Constrained Least-Squares Density-Difference Estimation

Tuan Duong NGUYEN
Marthinus Christoffel DU PLESSIS

IEICE TRANSACTIONS on Information and Systems   Vol.E97-D    No.7    pp.1822-1829
Publication Date: 2014/07/01
Online ISSN: 1745-1361
DOI: 10.1587/transinf.E97.D.1822
Type of Manuscript: PAPER
Category: Artificial Intelligence, Data Mining
density difference,  asymptotic variance,  L2-distance,  bias,  class-balance change,  two-sample homogeneity test,  

Full Text: PDF>>
Buy this Article

We address the problem of estimating the difference between two probability densities. A naive approach is a two-step procedure that first estimates two densities separately and then computes their difference. However, such a two-step procedure does not necessarily work well because the first step is performed without regard to the second step and thus a small error in the first stage can cause a big error in the second stage.

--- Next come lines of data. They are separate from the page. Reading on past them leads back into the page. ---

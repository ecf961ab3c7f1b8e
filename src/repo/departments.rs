use async_trait::async_trait;
use sea_orm::{
    sea_query::Expr, ActiveModelTrait, ColumnTrait, EntityTrait, QueryFilter, QueryOrder, Set,
};

use crate::{entities::departments, state::DatabaseClient};

#[async_trait]
pub trait DepartmentsRepo: Send + Sync {
    async fn exists(&self, id: &str) -> Result<bool, sea_orm::DbErr>;
    async fn find(&self, id: &str) -> Result<Option<departments::Model>, sea_orm::DbErr>;
    async fn list(&self) -> Result<Vec<departments::Model>, sea_orm::DbErr>;
    async fn insert(&self, id: &str, name: &str) -> Result<(), sea_orm::DbErr>;
    async fn update_name(&self, id: &str, name: &str) -> Result<(), sea_orm::DbErr>;
    async fn update_dashboard(
        &self,
        id: &str,
        dashboard_uid: &str,
        dashboard_title: &str,
    ) -> Result<(), sea_orm::DbErr>;
    async fn delete(&self, id: &str) -> Result<(), sea_orm::DbErr>;
}

pub struct SeaOrmDepartmentsRepo {
    db: std::sync::Arc<dyn DatabaseClient>,
}

impl SeaOrmDepartmentsRepo {
    pub fn new(db: std::sync::Arc<dyn DatabaseClient>) -> Self {
        Self { db }
    }
}

#[async_trait]
impl DepartmentsRepo for SeaOrmDepartmentsRepo {
    async fn exists(&self, id: &str) -> Result<bool, sea_orm::DbErr> {
        let found = departments::Entity::find_by_id(id.to_string())
            .one(self.db.conn())
            .await?;
        Ok(found.is_some())
    }

    async fn find(&self, id: &str) -> Result<Option<departments::Model>, sea_orm::DbErr> {
        departments::Entity::find_by_id(id.to_string())
            .one(self.db.conn())
            .await
    }

    async fn list(&self) -> Result<Vec<departments::Model>, sea_orm::DbErr> {
        departments::Entity::find()
            .order_by_asc(departments::Column::DepartmentId)
            .all(self.db.conn())
            .await
    }

    async fn insert(&self, id: &str, name: &str) -> Result<(), sea_orm::DbErr> {
        departments::ActiveModel {
            department_id: Set(id.to_string()),
            department_name: Set(name.to_string()),
            main_dashboard_uid: Set(None),
            main_dashboard_title: Set(None),
        }
        .insert(self.db.conn())
        .await?;
        Ok(())
    }

    async fn update_name(&self, id: &str, name: &str) -> Result<(), sea_orm::DbErr> {
        departments::Entity::update_many()
            .col_expr(departments::Column::DepartmentName, Expr::value(name))
            .filter(departments::Column::DepartmentId.eq(id))
            .exec(self.db.conn())
            .await?;
        Ok(())
    }

    async fn update_dashboard(
        &self,
        id: &str,
        dashboard_uid: &str,
        dashboard_title: &str,
    ) -> Result<(), sea_orm::DbErr> {
        departments::Entity::update_many()
            .col_expr(
                departments::Column::MainDashboardUid,
                Expr::value(dashboard_uid),
            )
            .col_expr(
                departments::Column::MainDashboardTitle,
                Expr::value(dashboard_title),
            )
            .filter(departments::Column::DepartmentId.eq(id))
            .exec(self.db.conn())
            .await?;
        Ok(())
    }

    async fn delete(&self, id: &str) -> Result<(), sea_orm::DbErr> {
        departments::Entity::delete_by_id(id.to_string())
            .exec(self.db.conn())
            .await?;
        Ok(())
    }
}
use async_trait::async_trait;
use std::sync::Arc;

use crate::{
    entities::departments,
    error::ApiError,
    repo::{departments::DepartmentsRepo, users::UsersRepo},
};

#[async_trait]
pub trait DepartmentService: Send + Sync {
    async fn create(&self, id: &str, name: &str) -> Result<(), ApiError>;
    async fn get(&self, id: &str) -> Result<departments::Model, ApiError>;
    async fn exists(&self, id: &str) -> Result<bool, ApiError>;
    async fn list(&self) -> Result<Vec<departments::Model>, ApiError>;
    async fn update(&self, id: &str, name: &str) -> Result<(), ApiError>;
    async fn update_dashboard(
        &self,
        id: &str,
        dashboard_uid: &str,
        dashboard_title: &str,
    ) -> Result<(), ApiError>;
    async fn delete(&self, id: &str) -> Result<(), ApiError>;
}

pub struct DepartmentServiceImpl {
    departments_repo: Arc<dyn DepartmentsRepo>,
    users_repo: Arc<dyn UsersRepo>,
}

impl DepartmentServiceImpl {
    pub fn new(departments_repo: Arc<dyn DepartmentsRepo>, users_repo: Arc<dyn UsersRepo>) -> Self {
        Self {
            departments_repo,
            users_repo,
        }
    }
}

#[async_trait]
impl DepartmentService for DepartmentServiceImpl {
    async fn create(&self, id: &str, name: &str) -> Result<(), ApiError> {
        if self.departments_repo.exists(id).await? {
            return Err(ApiError::Conflict("department already exists".to_string()));
        }
        self.departments_repo.insert(id, name).await?;
        Ok(())
    }

    async fn get(&self, id: &str) -> Result<departments::Model, ApiError> {
        self.departments_repo
            .find(id)
            .await?
            .ok_or_else(|| ApiError::NotFound("department does not exist".to_string()))
    }

    async fn exists(&self, id: &str) -> Result<bool, ApiError> {
        Ok(self.departments_repo.exists(id).await?)
    }

    async fn list(&self) -> Result<Vec<departments::Model>, ApiError> {
        Ok(self.departments_repo.list().await?)
    }

    async fn update(&self, id: &str, name: &str) -> Result<(), ApiError> {
        if !self.departments_repo.exists(id).await? {
            return Err(ApiError::NotFound("department does not exist".to_string()));
        }
        self.departments_repo.update_name(id, name).await?;
        Ok(())
    }

    async fn update_dashboard(
        &self,
        id: &str,
        dashboard_uid: &str,
        dashboard_title: &str,
    ) -> Result<(), ApiError> {
        if !self.departments_repo.exists(id).await? {
            return Err(ApiError::NotFound("department does not exist".to_string()));
        }
        self.departments_repo
            .update_dashboard(id, dashboard_uid, dashboard_title)
            .await?;
        Ok(())
    }

    async fn delete(&self, id: &str) -> Result<(), ApiError> {
        if !self.departments_repo.exists(id).await? {
            return Err(ApiError::NotFound("department does not exist".to_string()));
        }
        // Active accounts still classified under this department keep it
        // alive; deleting it would leave them pointing at nothing.
        if self.users_repo.count_active_by_department(id).await? > 0 {
            return Err(ApiError::Conflict(
                "department is referenced by active accounts".to_string(),
            ));
        }
        self.departments_repo.delete(id).await?;
        Ok(())
    }
}
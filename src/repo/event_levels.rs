use async_trait::async_trait;
use sea_orm::{
    sea_query::Expr, ActiveModelTrait, ColumnTrait, EntityTrait, QueryFilter, QueryOrder, Set,
};

use crate::{entities::event_levels, state::DatabaseClient};

#[async_trait]
pub trait EventLevelsRepo: Send + Sync {
    async fn exists(&self, name: &str) -> Result<bool, sea_orm::DbErr>;
    async fn find(&self, name: &str) -> Result<Option<event_levels::Model>, sea_orm::DbErr>;
    async fn list(&self) -> Result<Vec<event_levels::Model>, sea_orm::DbErr>;
    async fn insert(&self, name: &str, details: &str, priority: i32)
        -> Result<(), sea_orm::DbErr>;
    async fn update(&self, name: &str, details: &str, priority: i32)
        -> Result<(), sea_orm::DbErr>;
    async fn delete(&self, name: &str) -> Result<(), sea_orm::DbErr>;
}

pub struct SeaOrmEventLevelsRepo {
    db: std::sync::Arc<dyn DatabaseClient>,
}

impl SeaOrmEventLevelsRepo {
    pub fn new(db: std::sync::Arc<dyn DatabaseClient>) -> Self {
        Self { db }
    }
}

#[async_trait]
impl EventLevelsRepo for SeaOrmEventLevelsRepo {
    async fn exists(&self, name: &str) -> Result<bool, sea_orm::DbErr> {
        let found = event_levels::Entity::find_by_id(name.to_string())
            .one(self.db.conn())
            .await?;
        Ok(found.is_some())
    }

    async fn find(&self, name: &str) -> Result<Option<event_levels::Model>, sea_orm::DbErr> {
        event_levels::Entity::find_by_id(name.to_string())
            .one(self.db.conn())
            .await
    }

    async fn list(&self) -> Result<Vec<event_levels::Model>, sea_orm::DbErr> {
        event_levels::Entity::find()
            .order_by_asc(event_levels::Column::Priority)
            .all(self.db.conn())
            .await
    }

    async fn insert(
        &self,
        name: &str,
        details: &str,
        priority: i32,
    ) -> Result<(), sea_orm::DbErr> {
        event_levels::ActiveModel {
            event_level_name: Set(name.to_string()),
            event_level_details: Set(details.to_string()),
            priority: Set(priority),
        }
        .insert(self.db.conn())
        .await?;
        Ok(())
    }

    async fn update(
        &self,
        name: &str,
        details: &str,
        priority: i32,
    ) -> Result<(), sea_orm::DbErr> {
        event_levels::Entity::update_many()
            .col_expr(event_levels::Column::EventLevelDetails, Expr::value(details))
            .col_expr(event_levels::Column::Priority, Expr::value(priority))
            .filter(event_levels::Column::EventLevelName.eq(name))
            .exec(self.db.conn())
            .await?;
        Ok(())
    }

    async fn delete(&self, name: &str) -> Result<(), sea_orm::DbErr> {
        event_levels::Entity::delete_by_id(name.to_string())
            .exec(self.db.conn())
            .await?;
        Ok(())
    }
}
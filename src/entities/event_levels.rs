use sea_orm::entity::prelude::*;

#[derive(Clone, Debug, PartialEq, DeriveEntityModel)]
#[sea_orm(table_name = "event_levels")]
pub struct Model {
    #[sea_orm(primary_key, auto_increment = false)]
    pub event_level_name: String,
    pub event_level_details: String,
    pub priority: i32,
}

#[derive(Copy, Clone, Debug, EnumIter, DeriveRelation)]
pub enum Relation {}

impl ActiveModelBehavior for ActiveModel {}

Recently, a single-shot method called the least-squares density-difference (LSDD) estimator has been proposed. LSDD directly estimates the density difference without separately estimating two densities, and it was demonstrated to outperform the two-step approach. In this paper, we propose a variation of LSDD called the constrained least-squares density-difference (CLSDD) estimator, and theoretically prove that CLSDD improves the accuracy of density difference estimation for correctly specified parametric models. The usefulness of the proposed method is also demonstrated experimentally.